At 01:27 AM 3/15/2007 -0500, William A. Rowe, Jr. wrote:
>Jonathan Gilbert wrote:
[snip]
>> Index: file_io/win32/readwrite.c
>> ===================================================================
>> --- file_io/win32/readwrite.c (revision 515905)
>> +++ file_io/win32/readwrite.c (working copy)
>> @@ -326,9 +326,60 @@
>> rv = APR_SUCCESS;
>> }
>> else {
>> - (*nbytes) = 0;
>> rv = apr_get_os_error();
>> - if (rv == APR_FROM_OS_ERROR(ERROR_IO_PENDING)) {
>> + if (rv == APR_FROM_OS_ERROR(ERROR_INSUFFICIENT_BUFFER)) {
[snip]
>> + }
>> + else if (rv == APR_FROM_OS_ERROR(ERROR_IO_PENDING)) {
[snip]
>> }
>> +
>> + (*nbytes) = 0;
>
>We can't return 0 bytes written, too many apps will presume 0 means file
>closed, other signals tripped, error etc. We should do at least one
>short-write before returning in either case.

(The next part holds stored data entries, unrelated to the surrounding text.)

//! Query parameters
//!
//! A [`Query`] is constructed fresh per call and never persisted. All
//! parameters are optional; an empty query still yields metadata and
//! resolved preferences.

use serde::{Deserialize, Serialize};

use crate::bg::BgPrefs;
use crate::datetime::TimePrefs;
use crate::event::EventType;

/// Sort direction for per-type projections
#[derive(Debug, Clone, Copy, PartialEq, Eq, Default, Serialize, Deserialize)]
#[serde(rename_all = "lowercase")]
pub enum SortOrder {
    #[default]
    Asc,
    Desc,
}

/// Sort specification: field name plus direction
#[derive(Debug, Clone, PartialEq, Serialize, Deserialize)]
pub struct SortSpec {
    pub field: String,
    #[serde(default)]
    pub order: SortOrder,
}

impl SortSpec {
    pub fn new(field: impl Into<String>, order: SortOrder) -> Self {
        Self {
            field: field.into(),
            order,
        }
    }

    /// Parse a "field" or "field,desc" string
    pub fn parse(spec: &str) -> Option<Self> {
        let mut parts = spec.split(',').map(str::trim);
        let field = parts.next().filter(|f| !f.is_empty())?;
        let order = match parts.next() {
            Some("desc") => SortOrder::Desc,
            _ => SortOrder::Asc,
        };
        Some(Self::new(field, order))
    }
}

/// One requested record type with its projection and sort
#[derive(Debug, Clone, PartialEq, Serialize, Deserialize)]
#[serde(rename_all = "camelCase")]
pub struct TypeQuery {
    #[serde(rename = "type")]
    pub event_type: EventType,
    /// Fields to keep in projected records; empty keeps every field
    #[serde(default)]
    pub select: Vec<String>,
    #[serde(default)]
    pub sort: Option<SortSpec>,
}

impl TypeQuery {
    pub fn new(event_type: impl Into<EventType>) -> Self {
        Self {
            event_type: event_type.into(),
            select: Vec::new(),
            sort: None,
        }
    }

    /// Builder: set the projected fields
    pub fn select(mut self, fields: impl Into<Vec<String>>) -> Self {
        self.select = fields.into();
        self
    }

    /// Builder: set the projected fields from a comma-separated list
    pub fn select_csv(mut self, fields: &str) -> Self {
        self.select = fields
            .split(',')
            .map(str::trim)
            .filter(|f| !f.is_empty())
            .map(str::to_string)
            .collect();
        self
    }

    /// Builder: set the sort
    pub fn sort(mut self, field: impl Into<String>, order: SortOrder) -> Self {
        self.sort = Some(SortSpec::new(field, order));
        self
    }
}

/// Parameters for one query against a [`crate::DataSet`]
#[derive(Debug, Clone, Default, PartialEq, Serialize, Deserialize)]
#[serde(rename_all = "camelCase")]
pub struct Query {
    /// Half-open [start, end) window, epoch ms; absent skips all windows
    #[serde(default)]
    pub endpoints: Option<[i64; 2]>,
    /// Weekdays to keep, 0 = Sunday .. 6 = Saturday; absent keeps all
    #[serde(default)]
    pub active_days: Option<Vec<u8>>,
    /// Record types to project per window
    #[serde(default)]
    pub types: Vec<TypeQuery>,
    /// Stat identifiers to compute over the current window
    #[serde(default)]
    pub stats: Vec<String>,
    #[serde(default)]
    pub time_prefs: Option<TimePrefs>,
    #[serde(default)]
    pub bg_prefs: Option<BgPrefs>,
}

impl Query {
    pub fn new() -> Self {
        Self::default()
    }

    /// Builder: set the query window
    pub fn endpoints(mut self, range: [i64; 2]) -> Self {
        self.endpoints = Some(range);
        self
    }

    /// Builder: set the active weekdays
    pub fn active_days(mut self, days: impl Into<Vec<u8>>) -> Self {
        self.active_days = Some(days.into());
        self
    }

    /// Builder: add a requested type
    pub fn with_type(mut self, type_query: TypeQuery) -> Self {
        self.types.push(type_query);
        self
    }

    /// Builder: set the requested stats
    pub fn stats(mut self, stats: impl Into<Vec<String>>) -> Self {
        self.stats = stats.into();
        self
    }

    /// Builder: set the requested stats from a comma-separated list
    pub fn stats_csv(mut self, stats: &str) -> Self {
        self.stats = stats
            .split(',')
            .map(str::trim)
            .filter(|s| !s.is_empty())
            .map(str::to_string)
            .collect();
        self
    }

    /// Builder: set timezone preferences
    pub fn time_prefs(mut self, prefs: TimePrefs) -> Self {
        self.time_prefs = Some(prefs);
        self
    }

    /// Builder: set blood glucose preferences
    pub fn bg_prefs(mut self, prefs: BgPrefs) -> Self {
        self.bg_prefs = Some(prefs);
        self
    }
}

#[cfg(test)]
mod tests {
    use super::*;

    #[test]
    fn test_sort_spec_parse() {
        let spec = SortSpec::parse("normalTime").unwrap();
        assert_eq!(spec.field, "normalTime");
        assert_eq!(spec.order, SortOrder::Asc);

        let spec = SortSpec::parse("normalTime, desc").unwrap();
        assert_eq!(spec.order, SortOrder::Desc);

        assert!(SortSpec::parse("").is_none());
    }

    #[test]
    fn test_select_csv_trims_and_drops_empty() {
        let tq = TypeQuery::new("cbg").select_csv("id, value , units,,msPer24");
        assert_eq!(tq.select, vec!["id", "value", "units", "msPer24"]);
    }

    #[test]
    fn test_query_builder() {
        let query = Query::new()
            .endpoints([0, 100])
            .active_days(vec![1, 3, 5])
            .with_type(TypeQuery::new("cbg").select_csv("id,value"))
            .stats_csv("averageGlucose, timeInRange");

        assert_eq!(query.endpoints, Some([0, 100]));
        assert_eq!(query.types.len(), 1);
        assert_eq!(query.stats, vec!["averageGlucose", "timeInRange"]);
    }

    #[test]
    fn test_query_deserializes_from_json() {
        let json = r#"{
            "endpoints": [0, 604800000],
            "activeDays": [1, 3, 5],
            "types": [{"type": "cbg", "select": ["id", "value"], "sort": {"field": "normalTime"}}],
            "stats": ["averageGlucose"]
        }"#;

        let query: Query = serde_json::from_str(json).unwrap();
        assert_eq!(query.active_days, Some(vec![1, 3, 5]));
        assert_eq!(query.types[0].event_type, EventType::Cbg);
        assert_eq!(query.types[0].sort.as_ref().unwrap().field, "normalTime");
    }
}
//! Blood glucose units and clinical bounds
//!
//! Glucose values arrive in either mg/dL or mmol/L depending on the
//! source device and locale. This module provides the unit enum, the
//! canonical conversion between the two, and the clinical threshold
//! bounds used to classify readings for range statistics.

use serde::{Deserialize, Serialize};

/// Milligrams-per-deciliter in one millimole-per-liter of glucose
pub const MGDL_PER_MMOLL: f64 = 18.01559;

/// Display ceiling for mg/dL charts
pub const MGDL_CLAMP_TOP: f64 = 400.0;

/// Display ceiling for mmol/L charts
pub const MMOLL_CLAMP_TOP: f64 = 22.5;

/// Blood glucose measurement unit
#[derive(Debug, Clone, Copy, PartialEq, Eq, Default, Serialize, Deserialize)]
pub enum GlucoseUnit {
    #[serde(rename = "mg/dL")]
    #[default]
    MgDl,
    #[serde(rename = "mmol/L")]
    MmolL,
}

impl GlucoseUnit {
    /// Get the unit label as it appears on records
    pub fn label(self) -> &'static str {
        match self {
            GlucoseUnit::MgDl => "mg/dL",
            GlucoseUnit::MmolL => "mmol/L",
        }
    }

    /// Parse a unit label, accepting the common spelling variants
    pub fn parse(label: &str) -> Option<Self> {
        match label {
            "mg/dL" | "mg/dl" => Some(GlucoseUnit::MgDl),
            "mmol/L" | "mmol/l" => Some(GlucoseUnit::MmolL),
            _ => None,
        }
    }

    /// Convert a value expressed in this unit into the target unit
    pub fn convert(self, value: f64, target: GlucoseUnit) -> f64 {
        match (self, target) {
            (GlucoseUnit::MmolL, GlucoseUnit::MgDl) => convert_to_mgdl(value),
            (GlucoseUnit::MgDl, GlucoseUnit::MmolL) => convert_to_mmoll(value),
            _ => value,
        }
    }
}

impl std::fmt::Display for GlucoseUnit {
    fn fmt(&self, f: &mut std::fmt::Formatter<'_>) -> std::fmt::Result {
        write!(f, "{}", self.label())
    }
}

/// Convert an mmol/L value to mg/dL
pub fn convert_to_mgdl(value: f64) -> f64 {
    value * MGDL_PER_MMOLL
}

/// Convert an mg/dL value to mmol/L
pub fn convert_to_mmoll(value: f64) -> f64 {
    value / MGDL_PER_MMOLL
}

/// Clinical threshold bounds for classifying glucose readings
///
/// All thresholds are expressed in the unit the bounds were built for;
/// callers are expected to keep bounds and values in the same unit.
#[derive(Debug, Clone, Copy, PartialEq, Serialize, Deserialize)]
#[serde(rename_all = "camelCase")]
pub struct BgBounds {
    /// Severe hypoglycemia threshold
    pub very_low_threshold: f64,
    /// Lower edge of the target range
    pub target_lower_bound: f64,
    /// Upper edge of the target range
    pub target_upper_bound: f64,
    /// Severe hyperglycemia threshold
    pub very_high_threshold: f64,
    /// Sensor clamp ceiling
    pub clamp_threshold: f64,
}

impl BgBounds {
    /// Default bounds for mg/dL: 54 / 70 / 180 / 250, clamp 600
    pub fn default_mgdl() -> Self {
        Self {
            very_low_threshold: 54.0,
            target_lower_bound: 70.0,
            target_upper_bound: 180.0,
            very_high_threshold: 250.0,
            clamp_threshold: 600.0,
        }
    }

    /// Default bounds for mmol/L: 3.0 / 3.9 / 10.0 / 13.9, clamp 33.3
    pub fn default_mmoll() -> Self {
        Self {
            very_low_threshold: 3.0,
            target_lower_bound: 3.9,
            target_upper_bound: 10.0,
            very_high_threshold: 13.9,
            clamp_threshold: 33.3,
        }
    }

    /// Default bounds for a given unit
    pub fn for_unit(unit: GlucoseUnit) -> Self {
        match unit {
            GlucoseUnit::MgDl => Self::default_mgdl(),
            GlucoseUnit::MmolL => Self::default_mmoll(),
        }
    }

    /// Classify a reading against these bounds
    pub fn classify(&self, value: f64) -> BgClass {
        if value < self.very_low_threshold {
            BgClass::VeryLow
        } else if value < self.target_lower_bound {
            BgClass::Low
        } else if value <= self.target_upper_bound {
            BgClass::Target
        } else if value <= self.very_high_threshold {
            BgClass::High
        } else {
            BgClass::VeryHigh
        }
    }
}

impl Default for BgBounds {
    fn default() -> Self {
        Self::default_mgdl()
    }
}

/// Caller blood-glucose preferences: display unit plus classification bounds
#[derive(Debug, Clone, Copy, PartialEq, Serialize, Deserialize)]
#[serde(rename_all = "camelCase")]
pub struct BgPrefs {
    #[serde(default)]
    pub bg_units: GlucoseUnit,
    #[serde(default)]
    pub bg_bounds: BgBounds,
}

impl BgPrefs {
    /// Preferences for a unit with that unit's default bounds
    pub fn for_unit(unit: GlucoseUnit) -> Self {
        Self {
            bg_units: unit,
            bg_bounds: BgBounds::for_unit(unit),
        }
    }
}

impl Default for BgPrefs {
    fn default() -> Self {
        Self::for_unit(GlucoseUnit::MgDl)
    }
}

/// Classification of a glucose reading against [`BgBounds`]
#[derive(Debug, Clone, Copy, PartialEq, Eq, Hash, Serialize, Deserialize)]
#[serde(rename_all = "camelCase")]
pub enum BgClass {
    VeryLow,
    Low,
    Target,
    High,
    VeryHigh,
}

impl BgClass {
    /// All classes in ascending order, for iteration
    pub fn all() -> &'static [BgClass] {
        &[
            BgClass::VeryLow,
            BgClass::Low,
            BgClass::Target,
            BgClass::High,
            BgClass::VeryHigh,
        ]
    }

    /// Key used for this class in stat result structures
    pub fn key(self) -> &'static str {
        match self {
            BgClass::VeryLow => "veryLow",
            BgClass::Low => "low",
            BgClass::Target => "target",
            BgClass::High => "high",
            BgClass::VeryHigh => "veryHigh",
        }
    }
}
//! Event store: the deduplicated collection and its dimensions
//!
//! `EventStore` owns the in-memory event collection and maintains four
//! always-current dimensions over it: absolute time, device time, UTC day
//! of week, and record type. Ingestion deduplicates by id and rebuilds the
//! dimensions wholesale.
//!
//! # Filtering model
//!
//! Filters are plain values. A [`FilterSet`] describes the active filters
//! and [`EventStore::view`] resolves it into an immutable [`View`]: the
//! AND of every per-dimension membership mask. Nothing on the store
//! mutates during a query, so any number of views can be built and read
//! concurrently; ingestion takes `&mut self` and is therefore exclusive
//! by construction.
//!
//! ```text
//! Query: "cbg readings, Mon/Wed/Fri, June"
//!        ↓
//! time dimension:  filter_range(jun1, jul1)   → mask A
//! day dimension:   filter_predicate({1,3,5})  → mask B
//! type dimension:  filter_exact("cbg")        → mask C
//!        ↓
//! View = A ∧ B ∧ C, iterated in time order
//! ```

mod dimension;

pub use dimension::{Dimension, SlotSet};

use std::collections::HashMap;

use serde::{Deserialize, Serialize};

use crate::datetime::day_of_week_utc;
use crate::event::{Event, EventType};

/// Resolution rule for duplicate ids inside one ingest batch
///
/// Duplicate ids across batches are not configurable: the record already
/// in the collection always wins and the incoming duplicate is dropped.
#[derive(Debug, Clone, Copy, PartialEq, Eq, Default, Serialize, Deserialize)]
#[serde(rename_all = "lowercase")]
pub enum DedupPolicy {
    /// Keep the first occurrence of an id within a batch
    First,
    /// Keep the last occurrence of an id within a batch
    #[default]
    Last,
}

/// Named filters composing by logical AND
///
/// An unset field is the cleared state for that dimension. The orchestrator
/// drives `endpoints`, `active_days`, and `event_type`; `device_time` is
/// exposed for direct callers filtering on the device clock.
#[derive(Debug, Clone, Default, PartialEq)]
pub struct FilterSet {
    /// Half-open [start, end) range on absolute time, epoch ms
    pub endpoints: Option<[i64; 2]>,
    /// Days of week to keep, 0 = Sunday .. 6 = Saturday
    pub active_days: Option<Vec<u8>>,
    /// Exact record type
    pub event_type: Option<EventType>,
    /// Half-open [start, end) range on the device clock, epoch ms
    pub device_time: Option<[i64; 2]>,
}

impl FilterSet {
    pub fn new() -> Self {
        Self::default()
    }

    /// Builder: restrict to a half-open time range
    pub fn endpoints(mut self, range: [i64; 2]) -> Self {
        self.endpoints = Some(range);
        self
    }

    /// Builder: restrict to a set of weekdays
    pub fn active_days(mut self, days: impl Into<Vec<u8>>) -> Self {
        self.active_days = Some(days.into());
        self
    }

    /// Builder: restrict to one record type
    pub fn event_type(mut self, event_type: impl Into<EventType>) -> Self {
        self.event_type = Some(event_type.into());
        self
    }

    /// Builder: restrict to a half-open device-clock range
    pub fn device_time(mut self, range: [i64; 2]) -> Self {
        self.device_time = Some(range);
        self
    }
}

/// The deduplicated event collection with its dimensions
#[derive(Debug, Default)]
pub struct EventStore {
    events: Vec<Event>,
    ids: HashMap<String, usize>,
    dedup: DedupPolicy,

    by_time: Dimension<i64>,
    by_device_time: Dimension<Option<i64>>,
    by_day_of_week: Dimension<u8>,
    by_type: Dimension<String>,
}

impl EventStore {
    /// An empty store with the default dedup policy
    pub fn new() -> Self {
        Self::default()
    }

    /// An empty store with an explicit dedup policy
    pub fn with_dedup(dedup: DedupPolicy) -> Self {
        Self {
            dedup,
            ..Self::default()
        }
    }

    /// Ingest a batch of events
    ///
    /// Within the batch, duplicate ids resolve per the configured
    /// [`DedupPolicy`]. Ids already present in the collection are dropped.
    /// Returns the number of events actually added.
    pub fn add(&mut self, batch: Vec<Event>) -> usize {
        let incoming = batch.len();

        let mut kept: Vec<Event> = Vec::with_capacity(batch.len());
        let mut batch_ids: HashMap<String, usize> = HashMap::new();

        for event in batch {
            if self.ids.contains_key(&event.id) {
                continue;
            }
            match batch_ids.get(&event.id).copied() {
                Some(pos) => {
                    if self.dedup == DedupPolicy::Last {
                        kept[pos] = event;
                    }
                }
                None => {
                    batch_ids.insert(event.id.clone(), kept.len());
                    kept.push(event);
                }
            }
        }

        let added = kept.len();
        for event in kept {
            self.ids.insert(event.id.clone(), self.events.len());
            self.events.push(event);
        }

        self.rebuild_dimensions();
        tracing::debug!(incoming, added, total = self.events.len(), "ingested batch");
        added
    }

    /// Ingest a batch of raw JSON records, dropping malformed entries
    ///
    /// Returns (added, rejected) counts. Rejection is silent by contract.
    pub fn add_raw(&mut self, raw: &[serde_json::Value]) -> (usize, usize) {
        let parsed: Vec<Event> = raw.iter().filter_map(Event::from_value).collect();
        let rejected = raw.len() - parsed.len();
        if rejected > 0 {
            tracing::debug!(rejected, "dropped malformed records");
        }
        (self.add(parsed), rejected)
    }

    /// Remove all events matching the predicate; returns the removed count
    pub fn remove(&mut self, mut predicate: impl FnMut(&Event) -> bool) -> usize {
        let before = self.events.len();
        self.events.retain(|event| !predicate(event));
        let removed = before - self.events.len();

        if removed > 0 {
            self.ids = self
                .events
                .iter()
                .enumerate()
                .map(|(slot, event)| (event.id.clone(), slot))
                .collect();
            self.rebuild_dimensions();
        }
        removed
    }

    /// Number of events in the collection
    pub fn len(&self) -> usize {
        self.events.len()
    }

    /// Whether the collection is empty
    pub fn is_empty(&self) -> bool {
        self.events.is_empty()
    }

    /// All events, unfiltered, in insertion slot order
    pub fn events(&self) -> &[Event] {
        &self.events
    }

    /// Look up an event by id
    pub fn get(&self, id: &str) -> Option<&Event> {
        self.ids.get(id).map(|&slot| &self.events[slot])
    }

    /// Resolve a filter set into an immutable view snapshot
    pub fn view(&self, filters: &FilterSet) -> View<'_> {
        let mut mask = SlotSet::full(self.events.len());

        if let Some([start, end]) = filters.endpoints {
            mask.intersect_with(&self.by_time.filter_range(&start, &end));
        }
        if let Some(days) = &filters.active_days {
            mask.intersect_with(&self.by_day_of_week.filter_predicate(|d| days.contains(d)));
        }
        if let Some(event_type) = &filters.event_type {
            mask.intersect_with(&self.by_type.filter_exact(&event_type.tag().to_string()));
        }
        if let Some([start, end]) = filters.device_time {
            mask.intersect_with(
                &self
                    .by_device_time
                    .filter_range(&Some(start), &Some(end)),
            );
        }

        View { store: self, mask }
    }

    /// The unfiltered view over the whole collection
    pub fn view_all(&self) -> View<'_> {
        self.view(&FilterSet::new())
    }

    fn rebuild_dimensions(&mut self) {
        self.by_time = Dimension::build(self.events.iter().map(|e| e.time).collect());
        self.by_device_time =
            Dimension::build(self.events.iter().map(Event::device_time_ms).collect());
        self.by_day_of_week =
            Dimension::build(self.events.iter().map(|e| day_of_week_utc(e.time)).collect());
        self.by_type =
            Dimension::build(self.events.iter().map(|e| e.event_type.tag().to_string()).collect());
    }
}

/// An immutable filtered snapshot of the collection
///
/// Views are cheap values tied to the store's borrow; narrowing one never
/// affects the store or any other view.
#[derive(Debug, Clone)]
pub struct View<'a> {
    store: &'a EventStore,
    mask: SlotSet,
}

impl<'a> View<'a> {
    /// Number of events visible through this view
    pub fn len(&self) -> usize {
        self.mask.count()
    }

    /// Whether the view is empty
    pub fn is_empty(&self) -> bool {
        self.len() == 0
    }

    /// Visible events in ascending absolute-time order
    pub fn events(&self) -> impl Iterator<Item = &'a Event> + '_ {
        self.store
            .by_time
            .ordered_slots()
            .filter(move |&slot| self.mask.contains(slot))
            .map(move |slot| &self.store.events[slot])
    }

    /// Narrow the view to one record type
    pub fn of_type(&self, event_type: &EventType) -> View<'a> {
        let mut mask = self.mask.clone();
        mask.intersect_with(
            &self
                .store
                .by_type
                .filter_exact(&event_type.tag().to_string()),
        );
        View {
            store: self.store,
            mask,
        }
    }

    /// Membership test against the underlying slot mask
    pub fn contains(&self, event_id: &str) -> bool {
        self.store
            .ids
            .get(event_id)
            .is_some_and(|&slot| self.mask.contains(slot))
    }
}
//! Query error types
//!
//! Data-quality problems never surface here: malformed records are
//! dropped at ingest and unknown types or stat ids simply vanish from the
//! result. These errors mark structurally invalid calls from the caller.

use thiserror::Error;

/// Errors that can occur during query execution
#[derive(Error, Debug)]
pub enum QueryError {
    /// Endpoint range with end not after start
    #[error("Invalid endpoint range: start {start} must be less than end {end}")]
    InvalidEndpoints { start: i64, end: i64 },

    /// Stats were requested without an endpoint window to compute them over
    #[error("Stats requested but no endpoints supplied")]
    MissingEndpoints,

    /// Active day outside 0..=6
    #[error("Invalid day of week: {0} (expected 0..=6)")]
    InvalidDayOfWeek(u8),
}

/// Result type for query operations
pub type QueryResult<T> = Result<T, QueryError>;

#[cfg(test)]
mod tests {
    use super::*;

    #[test]
    fn test_error_display() {
        let err = QueryError::InvalidEndpoints { start: 10, end: 5 };
        assert_eq!(
            err.to_string(),
            "Invalid endpoint range: start 10 must be less than end 5"
        );

        let err = QueryError::MissingEndpoints;
        assert_eq!(err.to_string(), "Stats requested but no endpoints supplied");
    }
}
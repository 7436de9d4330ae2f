//! Diatrend CLI
//!
//! Command-line interface for running windowed queries over a JSON file
//! of device events:
//! - Query a date range with per-type projections and stats
//! - Inspect a collection (counts, time bounds, metadata)

use anyhow::{bail, Context, Result};
use clap::{Parser, Subcommand};
use std::collections::BTreeMap;
use std::path::PathBuf;
use tracing_subscriber::{layer::SubscriberExt, util::SubscriberInitExt};

use diatrend::{
    datetime, Config, DataSet, MetaData, Query, SortSpec, TimePrefs, TypeQuery,
};

#[derive(Parser)]
#[command(name = "diatrend")]
#[command(version = env!("CARGO_PKG_VERSION"))]
#[command(about = "Query engine for diabetes device data")]
#[command(
    long_about = "Diatrend answers windowed queries over diabetes device events:\nfiltered, timezone-normalized records plus summary statistics for a date\nrange and its neighboring ranges."
)]
struct Cli {
    #[command(subcommand)]
    command: Commands,

    /// Config file path (default: platform config dir)
    #[arg(long, global = true)]
    config: Option<PathBuf>,
}

#[derive(Subcommand)]
enum Commands {
    /// Run a windowed query over an events file
    Query {
        /// Path to a JSON array of event records
        file: PathBuf,
        /// Window start (RFC 3339 or epoch milliseconds)
        #[arg(short, long)]
        start: String,
        /// Window end, exclusive (RFC 3339 or epoch milliseconds)
        #[arg(short, long)]
        end: String,
        /// Record types to project, as type[:field,field,...]
        #[arg(short, long)]
        types: Vec<String>,
        /// Sort spec for projected types, as field[,desc]
        #[arg(long)]
        sort: Option<String>,
        /// Stats to compute (comma-separated ids)
        #[arg(long)]
        stats: Option<String>,
        /// Active weekdays, 0=Sunday..6=Saturday (comma-separated)
        #[arg(long)]
        active_days: Option<String>,
        /// IANA timezone for display normalization
        #[arg(long)]
        timezone: Option<String>,
        /// Glucose display units (mg/dL or mmol/L)
        #[arg(long)]
        units: Option<String>,
        /// Pretty-print the JSON result
        #[arg(long)]
        pretty: bool,
    },

    /// Summarize an events file
    Inspect {
        /// Path to a JSON array of event records
        file: PathBuf,
    },
}

fn main() -> Result<()> {
    let cli = Cli::parse();

    let config = match &cli.config {
        Some(path) => Config::load(path)?,
        None => Config::load_default(),
    };

    // Initialize logging
    tracing_subscriber::registry()
        .with(tracing_subscriber::EnvFilter::new(
            std::env::var("RUST_LOG")
                .unwrap_or_else(|_| format!("diatrend={}", config.logging.level)),
        ))
        .with(tracing_subscriber::fmt::layer().with_writer(std::io::stderr))
        .init();

    match cli.command {
        Commands::Query {
            file,
            start,
            end,
            types,
            sort,
            stats,
            active_days,
            timezone,
            units,
            pretty,
        } => run_query(
            &config,
            QueryArgs {
                file,
                start,
                end,
                types,
                sort,
                stats,
                active_days,
                timezone,
                units,
                pretty,
            },
        ),
        Commands::Inspect { file } => run_inspect(&config, &file),
    }
}

struct QueryArgs {
    file: PathBuf,
    start: String,
    end: String,
    types: Vec<String>,
    sort: Option<String>,
    stats: Option<String>,
    active_days: Option<String>,
    timezone: Option<String>,
    units: Option<String>,
    pretty: bool,
}

fn run_query(config: &Config, args: QueryArgs) -> Result<()> {
    let data_set = load_data_set(config, &args.file)?;

    let start = parse_endpoint(&args.start)?;
    let end = parse_endpoint(&args.end)?;

    let mut query = Query::new().endpoints([start, end]);

    let sort = args.sort.as_deref().and_then(SortSpec::parse);
    for spec in &args.types {
        let mut type_query = parse_type_spec(spec)?;
        type_query.sort = sort.clone();
        query = query.with_type(type_query);
    }

    if let Some(stats) = &args.stats {
        query = query.stats_csv(stats);
    }
    if let Some(days) = &args.active_days {
        let days: Vec<u8> = days
            .split(',')
            .map(str::trim)
            .filter(|d| !d.is_empty())
            .map(|d| d.parse().context("active day must be a number 0..=6"))
            .collect::<Result<_>>()?;
        query = query.active_days(days);
    }

    query = query.time_prefs(resolve_time_prefs(config, args.timezone.as_deref())?);

    let unit = match &args.units {
        Some(units) => diatrend::GlucoseUnit::parse(units)
            .with_context(|| format!("unknown glucose unit: {units}"))?,
        None => config.display.glucose_unit(),
    };
    query = query.bg_prefs(diatrend::BgPrefs::for_unit(unit));

    let output = data_set.query(&query)?;

    let rendered = if args.pretty {
        serde_json::to_string_pretty(&output)?
    } else {
        serde_json::to_string(&output)?
    };
    println!("{rendered}");

    Ok(())
}

fn run_inspect(config: &Config, file: &PathBuf) -> Result<()> {
    let data_set = load_data_set(config, file)?;
    let store = data_set.store();

    let mut type_counts: BTreeMap<String, usize> = BTreeMap::new();
    let mut bounds: Option<(i64, i64)> = None;

    for event in store.events() {
        *type_counts.entry(event.event_type.tag().to_string()).or_default() += 1;
        bounds = Some(match bounds {
            Some((min, max)) => (min.min(event.time), max.max(event.time)),
            None => (event.time, event.time),
        });
    }

    let summary = serde_json::json!({
        "total": store.len(),
        "types": type_counts,
        "timeBounds": bounds.map(|(min, max)| serde_json::json!({
            "earliest": datetime::format_naive_seconds(min),
            "latest": datetime::format_naive_seconds(max),
        })),
        "metaData": MetaData::collect(store),
    });

    println!("{}", serde_json::to_string_pretty(&summary)?);
    Ok(())
}

fn load_data_set(config: &Config, file: &PathBuf) -> Result<DataSet> {
    let content = std::fs::read_to_string(file)
        .with_context(|| format!("failed to read events file {}", file.display()))?;
    let raw: Vec<serde_json::Value> =
        serde_json::from_str(&content).context("events file must be a JSON array")?;

    let mut data_set = DataSet::with_dedup(config.engine.dedup);
    let (added, rejected) = data_set.add_raw(&raw);
    tracing::info!(added, rejected, "loaded events");

    Ok(data_set)
}

fn parse_endpoint(raw: &str) -> Result<i64> {
    if let Ok(ms) = raw.parse::<i64>() {
        return Ok(ms);
    }
    match datetime::parse_instant(raw) {
        Some(ms) => Ok(ms),
        None => bail!("cannot parse endpoint: {raw}"),
    }
}

/// Parse a "type" or "type:field,field" projection spec
fn parse_type_spec(spec: &str) -> Result<TypeQuery> {
    let (tag, fields) = match spec.split_once(':') {
        Some((tag, fields)) => (tag.trim(), Some(fields)),
        None => (spec.trim(), None),
    };
    if tag.is_empty() {
        bail!("empty type in spec: {spec}");
    }

    let mut type_query = TypeQuery::new(tag);
    if let Some(fields) = fields {
        type_query = type_query.select_csv(fields);
    }
    Ok(type_query)
}

fn resolve_time_prefs(config: &Config, timezone: Option<&str>) -> Result<TimePrefs> {
    match timezone {
        Some(name) => {
            let tz = name
                .parse()
                .map_err(|_| anyhow::anyhow!("unknown timezone: {name}"))?;
            Ok(TimePrefs::aware(tz))
        }
        None => Ok(config.display.time_prefs()),
    }
}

The return of 0 bytes written is only if it actually returns an error
state. The ERROR_INSUFFICIENT_BUFFER branch of the 'if' is, in all cases,
exited with a 'return', so that assignment to nbytes does not get executed
(that's why it was moved down there). The assignment is part of existing
behaviour that was present before I made the patch.